Priority 1 (Scaling up): converting the fixed value of "10" into a new analysis setting parameter

SteeveEbener commented 8 years ago

As discussed with Nicolas this morning it would be good to convert the fixed number of options taken into account when deciding for the site to be located (fixed to 10 right now) into a new parameter the user could define.

This will contribute to addressing the question of equity raised by WHO as the higher the number of options taken into account the higher the chance to select the site for which the catchment population would be the highest over the all area.

We are conscious of the increase in calculation generated by a high value for this parameter but the user will have the choice to decide on this.

Please therefore set the default value for this new parameter to 10.

Thanks

fxi commented 8 years ago

Why do you mean by "options" ? Are you referring to number of input candidates in the coverage analysis ?

The user can now use the maximum number of new facilities to locate. This number is also used internally to define the maximum number of candidates.

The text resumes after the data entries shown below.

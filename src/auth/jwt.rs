use crate::core::errors::LedgerError;
use jsonwebtoken::{DecodingKey, EncodingKey, Header, Validation, decode, encode};
use serde::{Deserialize, Serialize};
use std::time::{SystemTime, UNIX_EPOCH};
use uuid::Uuid;

#[derive(Debug, Serialize, Deserialize, Clone)]
pub struct Claims {
    /// User id.
    pub sub: String,
    /// Expiration timestamp, seconds since the epoch.
    pub exp: usize,
}

pub struct JwtService {
    secret: String,
    expiry_hours: i64,
}

impl JwtService {
    pub fn new(secret: String, expiry_hours: i64) -> Self {
        JwtService {
            secret,
            expiry_hours,
        }
    }

    pub fn generate_token(&self, user_id: Uuid) -> Result<String, LedgerError> {
        let expiration = SystemTime::now()
            .duration_since(UNIX_EPOCH)
            .map(|d| d.as_secs() as usize + self.expiry_hours as usize * 3600)
            .map_err(|e| LedgerError::InternalServerError(format!("Time error: {}", e)))?;

        let claims = Claims {
            sub: user_id.to_string(),
            exp: expiration,
        };

        encode(
            &Header::default(),
            &claims,
            &EncodingKey::from_secret(self.secret.as_bytes()),
        )
        .map_err(|e| LedgerError::InternalServerError(format!("JWT encoding error: {}", e)))
    }

    pub fn validate_token(&self, token: &str) -> Result<Claims, LedgerError> {
        let token_data = decode::<Claims>(
            token,
            &DecodingKey::from_secret(self.secret.as_bytes()),
            &Validation::default(),
        )
        .map_err(|e| LedgerError::Unauthorized(format!("Invalid token: {}", e)))?;

        Ok(token_data.claims)
    }

    /// Validates a token and parses its subject into a user id.
    pub fn user_id_from_token(&self, token: &str) -> Result<Uuid, LedgerError> {
        let claims = self.validate_token(token)?;
        Uuid::parse_str(&claims.sub)
            .map_err(|_| LedgerError::Unauthorized("Invalid token subject".to_string()))
    }
}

E.g. there is 1381 candidates with a suitability of 9999, and the user allow maximum 1000 facilities in output, only the first 1000 candidate's coverage will be analysed. Then, the best, according to the population coverage, will be kept.

If options refers to another concept, please add some details.

Thanks

SteeveEbener commented 8 years ago

I am indeed referring to another concept.

I will try to provide some additional information and maybe that Nicolas can complement.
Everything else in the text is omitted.